Causal Reinforcement Learning Baselines

This is the official repository for Causal Reinforcement Learnining (CRL) baseline algorithms built on top of CausalGym. The package exposes causal-aware bandit and sequential algorithms, data-processing utilities, and environment wrappers that embrace Structural Causal Models and Pearl’s Causal Hierarchy (see, do, ctf_do).

Installation

Please install CausalGym first following this link.

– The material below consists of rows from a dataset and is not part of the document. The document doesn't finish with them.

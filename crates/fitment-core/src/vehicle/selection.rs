//! The chosen vehicle.

use crate::error::SelectorError;
use crate::ids::OptionId;
use crate::vehicle::{Level, VehicleOption};
use serde::{Deserialize, Serialize};

/// Up to one chosen option per level.
///
/// Stored as a prefix of the level chain, so a deeper level can only be
/// chosen when every shallower level is: `Year` without `Model` cannot be
/// represented. Each option's `parent_id` matches the option above it.
///
/// Values are immutable; the selector produces a new selection per change.
#[derive(Debug, Clone, Default, PartialEq, Eq, Hash, Serialize, Deserialize)]
#[serde(try_from = "Vec<VehicleOption>", into = "Vec<VehicleOption>")]
pub struct VehicleSelection {
    chosen: Vec<VehicleOption>,
}

impl VehicleSelection {
    /// The empty selection.
    pub fn empty() -> Self {
        Self::default()
    }

    /// Build a selection from options ordered Brand first.
    ///
    /// Fails when the path is longer than the cascade or a parent link is broken.
    pub fn from_path(path: Vec<VehicleOption>) -> Result<Self, SelectorError> {
        let mut selection = Self::empty();
        for option in path {
            selection = selection.extended(option)?;
        }
        Ok(selection)
    }

    /// Build an ad hoc selection where each name is both id and label.
    ///
    /// Handy when the caller knows the vehicle by name and has no option tree,
    /// e.g. `["BMW", "3 Series", "2015"]`.
    pub fn from_names<S: AsRef<str>>(names: &[S]) -> Result<Self, SelectorError> {
        let mut parent: Option<OptionId> = None;
        let mut path = Vec::with_capacity(names.len());
        for name in names {
            let name = name.as_ref();
            let option = match &parent {
                None => VehicleOption::root(name, name),
                Some(p) => VehicleOption::child(p, name, name),
            };
            parent = Some(option.id.clone());
            path.push(option);
        }
        Self::from_path(path)
    }

    /// The option chosen at `level`, if any.
    pub fn get(&self, level: Level) -> Option<&VehicleOption> {
        self.chosen.get(level.index())
    }

    pub fn brand(&self) -> Option<&VehicleOption> {
        self.get(Level::Brand)
    }

    pub fn model(&self) -> Option<&VehicleOption> {
        self.get(Level::Model)
    }

    pub fn year(&self) -> Option<&VehicleOption> {
        self.get(Level::Year)
    }

    pub fn engine(&self) -> Option<&VehicleOption> {
        self.get(Level::Engine)
    }

    /// Number of chosen levels.
    pub fn depth(&self) -> usize {
        self.chosen.len()
    }

    pub fn is_empty(&self) -> bool {
        self.chosen.is_empty()
    }

    /// True iff all four levels are chosen.
    pub fn is_complete(&self) -> bool {
        self.chosen.len() == Level::COUNT
    }

    pub fn is_selected(&self, level: Level) -> bool {
        level.index() < self.chosen.len()
    }

    /// The deepest chosen level.
    pub fn deepest(&self) -> Option<Level> {
        self.chosen.len().checked_sub(1).and_then(Level::from_index)
    }

    /// Chosen levels with their options, shallowest first.
    pub fn iter(&self) -> impl Iterator<Item = (Level, &VehicleOption)> {
        Level::ALL.into_iter().zip(self.chosen.iter())
    }

    /// The selection keeping only levels strictly above `level`.
    pub fn truncated(&self, level: Level) -> Self {
        Self {
            chosen: self.chosen.iter().take(level.index()).cloned().collect(),
        }
    }

    /// The selection with `option` chosen at the next free level.
    pub fn extended(&self, option: VehicleOption) -> Result<Self, SelectorError> {
        let level = Level::from_index(self.chosen.len()).ok_or_else(|| {
            SelectorError::BrokenChain {
                level: Level::Engine,
                option_id: option.id.clone(),
            }
        })?;

        let expected_parent = self.chosen.last().map(|o| &o.id);
        if option.parent_id.as_ref() != expected_parent {
            return Err(SelectorError::BrokenChain {
                level,
                option_id: option.id,
            });
        }

        let mut chosen = self.chosen.clone();
        chosen.push(option);
        Ok(Self { chosen })
    }

    /// The parent id a fetch for `level` should use.
    ///
    /// `Ok(None)` for brands; an error when the level above is not chosen.
    pub fn parent_for(&self, level: Level) -> Result<Option<OptionId>, SelectorError> {
        match level.parent() {
            None => Ok(None),
            Some(parent) => self
                .get(parent)
                .map(|o| Some(o.id.clone()))
                .ok_or(SelectorError::ParentNotSelected(level)),
        }
    }

    /// Labels joined for display, e.g. "BMW / 3 Series / 2015".
    pub fn describe(&self) -> String {
        if self.chosen.is_empty() {
            return "any vehicle".to_string();
        }
        self.chosen
            .iter()
            .map(|o| o.display_label.as_str())
            .collect::<Vec<_>>()
            .join(" / ")
    }
}

impl TryFrom<Vec<VehicleOption>> for VehicleSelection {
    type Error = SelectorError;

    fn try_from(path: Vec<VehicleOption>) -> Result<Self, Self::Error> {
        Self::from_path(path)
    }
}

impl From<VehicleSelection> for Vec<VehicleOption> {
    fn from(selection: VehicleSelection) -> Self {
        selection.chosen
    }
}

#[cfg(test)]
mod tests {
    use super::*;

    #[test]
    fn test_empty_selection() {
        let s = VehicleSelection::empty();
        assert!(s.is_empty());
        assert!(!s.is_complete());
        assert_eq!(s.deepest(), None);
        assert_eq!(s.describe(), "any vehicle");
    }

    #[test]
    fn test_from_names() {
        let s = VehicleSelection::from_names(&["BMW", "3 Series", "2015", "320d"]).unwrap();
        assert!(s.is_complete());
        assert_eq!(s.deepest(), Some(Level::Engine));
        assert_eq!(s.model().unwrap().display_label, "3 Series");
        assert_eq!(s.describe(), "BMW / 3 Series / 2015 / 320d");
    }

    #[test]
    fn test_broken_chain_rejected() {
        let bmw = VehicleOption::root("bmw", "BMW");
        let a4 = VehicleOption::child(&OptionId::new("audi"), "a4", "A4");
        let err = VehicleSelection::from_path(vec![bmw, a4]).unwrap_err();
        assert!(matches!(err, SelectorError::BrokenChain { level: Level::Model, .. }));
    }

    #[test]
    fn test_too_deep_rejected() {
        assert!(VehicleSelection::from_names(&["a", "b", "c", "d", "e"]).is_err());
    }

    #[test]
    fn test_truncated() {
        let s = VehicleSelection::from_names(&["BMW", "3 Series", "2015"]).unwrap();
        let t = s.truncated(Level::Model);
        assert_eq!(t.depth(), 1);
        assert!(t.is_selected(Level::Brand));
        assert!(!t.is_selected(Level::Model));
        // original is untouched
        assert_eq!(s.depth(), 3);
    }

    #[test]
    fn test_parent_for() {
        let s = VehicleSelection::from_names(&["BMW"]).unwrap();
        assert_eq!(s.parent_for(Level::Brand), Ok(None));
        assert_eq!(s.parent_for(Level::Model), Ok(Some(OptionId::new("BMW"))));
        assert_eq!(
            s.parent_for(Level::Year),
            Err(SelectorError::ParentNotSelected(Level::Year))
        );
    }

    #[test]
    fn test_serde_validates_chain() {
        let s = VehicleSelection::from_names(&["BMW", "3 Series"]).unwrap();
        let json = serde_json::to_string(&s).unwrap();
        let back: VehicleSelection = serde_json::from_str(&json).unwrap();
        assert_eq!(back, s);

        let broken = r#"[{"id":"bmw","displayLabel":"BMW"},{"id":"a4","displayLabel":"A4","parentId":"audi"}]"#;
        assert!(serde_json::from_str::<VehicleSelection>(broken).is_err());
    }
}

Then, install this package via,

pip install -e .

The editable install pulls in the dependencies declared in setup.py (Gymnasium, Minigrid, MuJoCo Robot Envs, etc.). You will also need the causal_gym package that defines the environments referenced by the algorithms and wrappers.

Repository Layout

causalrl/
├── causal_rl/                # Python package with algorithms and wrappers
│   ├── algo/
│   │   ├── baselines/        # Standard baselines algorithms (UCB, RCT, IPW) for comparison
│   │   ├── cool/             # Causal Offline to Online Learning (COOL)
│   │   ├── ctf_do/           # Counterfactual Decision Making 
│   │   ├── imitation/        # (Sequential) Causal Imitation Learning
│   │   ├── reward_shaping/   # Confounding Robust Reward Shaping
│   │   └── where_do/         # Where to Intervene
│   └── wrappers/             # Gymnasium wrappers 
├── examples/                 # Jupyter notebooks of each task
│   ├── baselines/            
│   ├── cool/                 
│   ├── ctf_do/               
│   ├── imitation/            
│   ├── reward_shaping/       
│   └── where_do/             
├── setup.py                  # Packaging metadata and dependency pins
└── README.md                 # (this file)

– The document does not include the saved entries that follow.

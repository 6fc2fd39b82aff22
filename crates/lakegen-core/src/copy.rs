//! Single-object duplication under a freshly generated destination name.

use tracing::info;
use uuid::Uuid;

use crate::dispatch::WorkItem;
use crate::storage::StorageBackend;
use crate::{Error, Result};

/// Generate a collision-resistant destination key that preserves the source
/// key's file extension. The source name itself is never reused.
pub fn destination_key(source_key: &str) -> String {
    format!("{}{}", Uuid::new_v4().simple(), extension(source_key))
}

/// Extension of the key's basename, dot included; empty when the basename
/// has none or is itself a dotfile.
fn extension(key: &str) -> &str {
    let basename = key.rsplit('/').next().unwrap_or(key);
    match basename.rfind('.') {
        Some(idx) if idx > 0 => &basename[idx..],
        _ => "",
    }
}

/// Duplicate one object server-side into the destination container.
///
/// Failure is per-item: a vanished source or an inaccessible destination
/// becomes [`Error::CopyFailed`] for this item only.
pub async fn copy_item(storage: &dyn StorageBackend, item: &WorkItem) -> Result<()> {
    let dest_key = destination_key(&item.descriptor.name);
    info!(
        "Copying '{}' from '{}' to '{}/{}'",
        item.descriptor.name, item.source_container, item.destination_container, dest_key
    );

    storage
        .copy(
            &item.source_container,
            &item.descriptor.name,
            &item.destination_container,
            &dest_key,
        )
        .await
        .map_err(|e| Error::CopyFailed {
            key: item.descriptor.name.clone(),
            message: e.to_string(),
        })
}
use anyhow::Result;
use lakegen_core::storage::{create_backend, StorageBackendConfig};
use lakegen_core::{GenerateEngine, WorkRequest};
use tracing::info;

pub async fn run(
    src_bucket: &str,
    dest_bucket: &str,
    num_files: usize,
    size_class: &str,
    storage_url: &str,
    workers: Option<usize>,
) -> Result<()> {
    let config = StorageBackendConfig::from_url(storage_url)?;
    let storage = create_backend(&config).await?;

    let request = WorkRequest {
        source_container: src_bucket.to_string(),
        destination_container: dest_bucket.to_string(),
        target_count: num_files,
        size_class: size_class.to_string(),
    };

    let report = GenerateEngine::new(storage, workers).run(&request).await?;
    info!(
        "Batch complete: {} of {} objects copied into '{}'",
        report.succeeded, report.attempted, dest_bucket
    );

    Ok(())
}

The causal_rl package is deliberately thin: algorithms expect an environment that follows the causal_gym.core.PCH API (exposes reset, see, do, ctf_do, get_graph, etc.). The notebooks under examples/ demonstrate how to apply those algorithms to environments such as windy CartPole, Lava grid world, etc..

Quick Start: Interacting with a CausalGym environment

import causal_gym as cgym
from causal_gym.core.task import Task, LearningRegime

# 1. Configure the environment to allow see + do + ctf_do
task = Task(learning_regime=LearningRegime.ctf_do)
env = cgym.envs.CartPoleWindPCH(task=task, wind_std=0.05)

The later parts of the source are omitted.